- [Task requirements]
Pull out all lines from the listing below in which the word "convert" appears.

- [Input data]

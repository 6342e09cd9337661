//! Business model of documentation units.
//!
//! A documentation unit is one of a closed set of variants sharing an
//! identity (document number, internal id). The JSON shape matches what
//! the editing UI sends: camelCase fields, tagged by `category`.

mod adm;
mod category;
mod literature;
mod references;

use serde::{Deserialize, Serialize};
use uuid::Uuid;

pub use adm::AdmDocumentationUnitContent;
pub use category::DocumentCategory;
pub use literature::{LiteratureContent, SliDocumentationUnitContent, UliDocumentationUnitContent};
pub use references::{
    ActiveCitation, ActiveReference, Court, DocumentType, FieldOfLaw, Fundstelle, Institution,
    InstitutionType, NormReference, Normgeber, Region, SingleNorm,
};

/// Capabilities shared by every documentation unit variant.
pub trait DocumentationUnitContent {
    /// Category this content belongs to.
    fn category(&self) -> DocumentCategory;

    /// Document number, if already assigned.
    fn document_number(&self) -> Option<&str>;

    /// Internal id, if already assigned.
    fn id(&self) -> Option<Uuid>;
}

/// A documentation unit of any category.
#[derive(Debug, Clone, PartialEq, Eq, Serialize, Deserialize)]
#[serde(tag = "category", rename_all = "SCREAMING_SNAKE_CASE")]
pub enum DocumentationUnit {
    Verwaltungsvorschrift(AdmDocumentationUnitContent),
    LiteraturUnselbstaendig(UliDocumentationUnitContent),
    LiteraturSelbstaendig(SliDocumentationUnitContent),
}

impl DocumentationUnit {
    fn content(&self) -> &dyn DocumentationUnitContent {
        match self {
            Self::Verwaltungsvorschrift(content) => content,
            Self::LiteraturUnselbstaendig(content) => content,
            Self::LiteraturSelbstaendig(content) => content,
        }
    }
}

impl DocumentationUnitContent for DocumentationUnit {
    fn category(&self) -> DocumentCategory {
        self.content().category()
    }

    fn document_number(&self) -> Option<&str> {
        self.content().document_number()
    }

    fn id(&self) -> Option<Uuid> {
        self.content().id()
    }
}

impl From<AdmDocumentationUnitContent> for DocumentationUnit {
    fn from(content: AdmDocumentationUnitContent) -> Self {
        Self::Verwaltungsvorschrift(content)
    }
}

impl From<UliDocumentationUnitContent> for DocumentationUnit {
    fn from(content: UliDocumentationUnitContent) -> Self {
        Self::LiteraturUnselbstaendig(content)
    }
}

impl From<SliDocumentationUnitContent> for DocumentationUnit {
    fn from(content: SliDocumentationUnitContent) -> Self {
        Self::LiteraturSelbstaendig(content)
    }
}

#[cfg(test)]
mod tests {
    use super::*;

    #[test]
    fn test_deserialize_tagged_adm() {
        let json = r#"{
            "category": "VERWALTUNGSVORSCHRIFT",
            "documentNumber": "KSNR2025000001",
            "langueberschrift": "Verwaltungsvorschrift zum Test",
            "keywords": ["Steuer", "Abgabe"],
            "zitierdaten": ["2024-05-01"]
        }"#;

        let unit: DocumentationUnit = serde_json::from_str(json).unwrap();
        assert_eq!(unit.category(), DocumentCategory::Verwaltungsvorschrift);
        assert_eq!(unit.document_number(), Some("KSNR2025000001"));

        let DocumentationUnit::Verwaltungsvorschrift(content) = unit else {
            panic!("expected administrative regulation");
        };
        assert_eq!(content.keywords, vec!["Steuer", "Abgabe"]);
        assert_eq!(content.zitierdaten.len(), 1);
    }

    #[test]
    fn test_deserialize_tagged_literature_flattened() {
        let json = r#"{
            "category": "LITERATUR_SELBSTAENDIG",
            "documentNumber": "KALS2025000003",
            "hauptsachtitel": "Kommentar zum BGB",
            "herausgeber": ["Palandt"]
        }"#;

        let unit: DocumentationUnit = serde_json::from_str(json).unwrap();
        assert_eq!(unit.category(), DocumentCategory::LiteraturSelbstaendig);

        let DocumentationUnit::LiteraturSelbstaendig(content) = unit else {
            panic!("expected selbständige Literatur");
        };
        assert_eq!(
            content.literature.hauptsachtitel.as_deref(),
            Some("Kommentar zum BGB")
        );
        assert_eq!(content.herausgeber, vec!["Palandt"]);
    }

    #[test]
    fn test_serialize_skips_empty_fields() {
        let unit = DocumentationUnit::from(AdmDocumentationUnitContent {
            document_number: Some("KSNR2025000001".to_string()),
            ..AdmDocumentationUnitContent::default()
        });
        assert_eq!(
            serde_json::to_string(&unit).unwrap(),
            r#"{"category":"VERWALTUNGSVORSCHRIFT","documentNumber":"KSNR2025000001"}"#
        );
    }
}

---

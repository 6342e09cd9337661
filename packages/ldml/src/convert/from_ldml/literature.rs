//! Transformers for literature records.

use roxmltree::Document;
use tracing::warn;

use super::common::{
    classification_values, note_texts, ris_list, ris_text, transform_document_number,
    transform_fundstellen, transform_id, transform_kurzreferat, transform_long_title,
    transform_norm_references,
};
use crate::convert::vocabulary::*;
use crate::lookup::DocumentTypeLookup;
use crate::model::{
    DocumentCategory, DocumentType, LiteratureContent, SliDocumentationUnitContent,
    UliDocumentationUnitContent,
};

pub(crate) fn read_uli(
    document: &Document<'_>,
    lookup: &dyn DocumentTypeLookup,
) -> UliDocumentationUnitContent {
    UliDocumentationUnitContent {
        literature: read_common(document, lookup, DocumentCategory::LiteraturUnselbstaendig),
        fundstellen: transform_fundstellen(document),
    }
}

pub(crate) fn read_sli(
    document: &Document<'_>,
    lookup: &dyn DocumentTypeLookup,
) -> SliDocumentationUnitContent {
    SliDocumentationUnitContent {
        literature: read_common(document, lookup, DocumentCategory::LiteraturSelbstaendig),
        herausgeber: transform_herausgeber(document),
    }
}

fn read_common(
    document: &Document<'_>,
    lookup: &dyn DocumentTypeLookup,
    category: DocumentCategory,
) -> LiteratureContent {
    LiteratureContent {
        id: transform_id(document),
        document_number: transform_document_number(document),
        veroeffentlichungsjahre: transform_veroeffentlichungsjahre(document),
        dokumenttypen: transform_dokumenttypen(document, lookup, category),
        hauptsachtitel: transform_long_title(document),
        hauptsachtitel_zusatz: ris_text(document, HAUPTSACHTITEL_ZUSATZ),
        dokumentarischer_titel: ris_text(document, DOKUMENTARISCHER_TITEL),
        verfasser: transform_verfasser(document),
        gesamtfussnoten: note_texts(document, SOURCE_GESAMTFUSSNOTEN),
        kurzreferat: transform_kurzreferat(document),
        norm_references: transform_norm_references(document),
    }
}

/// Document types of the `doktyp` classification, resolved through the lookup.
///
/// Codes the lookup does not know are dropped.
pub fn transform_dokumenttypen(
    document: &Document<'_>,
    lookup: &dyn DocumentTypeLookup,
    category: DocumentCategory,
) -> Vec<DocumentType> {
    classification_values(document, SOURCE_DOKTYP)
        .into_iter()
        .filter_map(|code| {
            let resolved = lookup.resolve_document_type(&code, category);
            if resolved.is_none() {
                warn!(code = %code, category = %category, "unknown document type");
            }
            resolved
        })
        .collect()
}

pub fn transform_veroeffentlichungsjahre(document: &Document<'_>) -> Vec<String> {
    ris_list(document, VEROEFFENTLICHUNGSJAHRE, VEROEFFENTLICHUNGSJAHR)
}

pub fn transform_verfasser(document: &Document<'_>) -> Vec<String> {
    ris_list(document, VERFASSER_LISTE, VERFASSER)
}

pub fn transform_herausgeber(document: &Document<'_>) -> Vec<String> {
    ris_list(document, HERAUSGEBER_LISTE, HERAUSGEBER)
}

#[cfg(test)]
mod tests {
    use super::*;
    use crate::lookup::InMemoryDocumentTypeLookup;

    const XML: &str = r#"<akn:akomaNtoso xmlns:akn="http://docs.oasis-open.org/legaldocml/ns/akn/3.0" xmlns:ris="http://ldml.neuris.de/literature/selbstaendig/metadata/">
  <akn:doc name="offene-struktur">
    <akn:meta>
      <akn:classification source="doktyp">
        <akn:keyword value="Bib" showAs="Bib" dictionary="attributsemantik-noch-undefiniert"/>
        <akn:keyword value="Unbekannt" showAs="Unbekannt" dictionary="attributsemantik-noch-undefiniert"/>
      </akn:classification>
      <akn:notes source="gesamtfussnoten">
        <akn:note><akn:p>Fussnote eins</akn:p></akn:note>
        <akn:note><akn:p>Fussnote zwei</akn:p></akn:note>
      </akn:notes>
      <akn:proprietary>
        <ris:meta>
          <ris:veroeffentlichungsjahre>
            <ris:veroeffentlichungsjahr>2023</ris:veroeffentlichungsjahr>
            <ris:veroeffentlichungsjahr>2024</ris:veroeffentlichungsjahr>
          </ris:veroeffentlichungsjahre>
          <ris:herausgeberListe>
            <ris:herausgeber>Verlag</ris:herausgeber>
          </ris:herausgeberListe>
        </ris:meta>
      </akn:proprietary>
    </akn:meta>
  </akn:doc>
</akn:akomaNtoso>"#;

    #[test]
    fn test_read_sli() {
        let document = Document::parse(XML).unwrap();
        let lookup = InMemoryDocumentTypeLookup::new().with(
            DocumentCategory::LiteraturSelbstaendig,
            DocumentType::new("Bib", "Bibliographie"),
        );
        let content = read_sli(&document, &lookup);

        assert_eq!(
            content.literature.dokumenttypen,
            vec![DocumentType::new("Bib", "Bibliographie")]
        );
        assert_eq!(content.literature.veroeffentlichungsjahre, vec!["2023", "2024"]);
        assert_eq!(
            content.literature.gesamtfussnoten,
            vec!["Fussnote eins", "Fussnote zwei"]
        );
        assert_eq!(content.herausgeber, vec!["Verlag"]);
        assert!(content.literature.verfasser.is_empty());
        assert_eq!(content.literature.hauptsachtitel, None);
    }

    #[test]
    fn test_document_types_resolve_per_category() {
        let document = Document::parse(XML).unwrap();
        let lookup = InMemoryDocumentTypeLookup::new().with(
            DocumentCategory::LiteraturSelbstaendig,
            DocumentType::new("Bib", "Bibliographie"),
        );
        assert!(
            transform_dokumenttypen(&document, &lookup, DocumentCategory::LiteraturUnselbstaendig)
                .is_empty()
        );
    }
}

- [Reply]
filename packages/ldml/src/convert/from_ldml/literature.rs
use crate::convert::vocabulary::*;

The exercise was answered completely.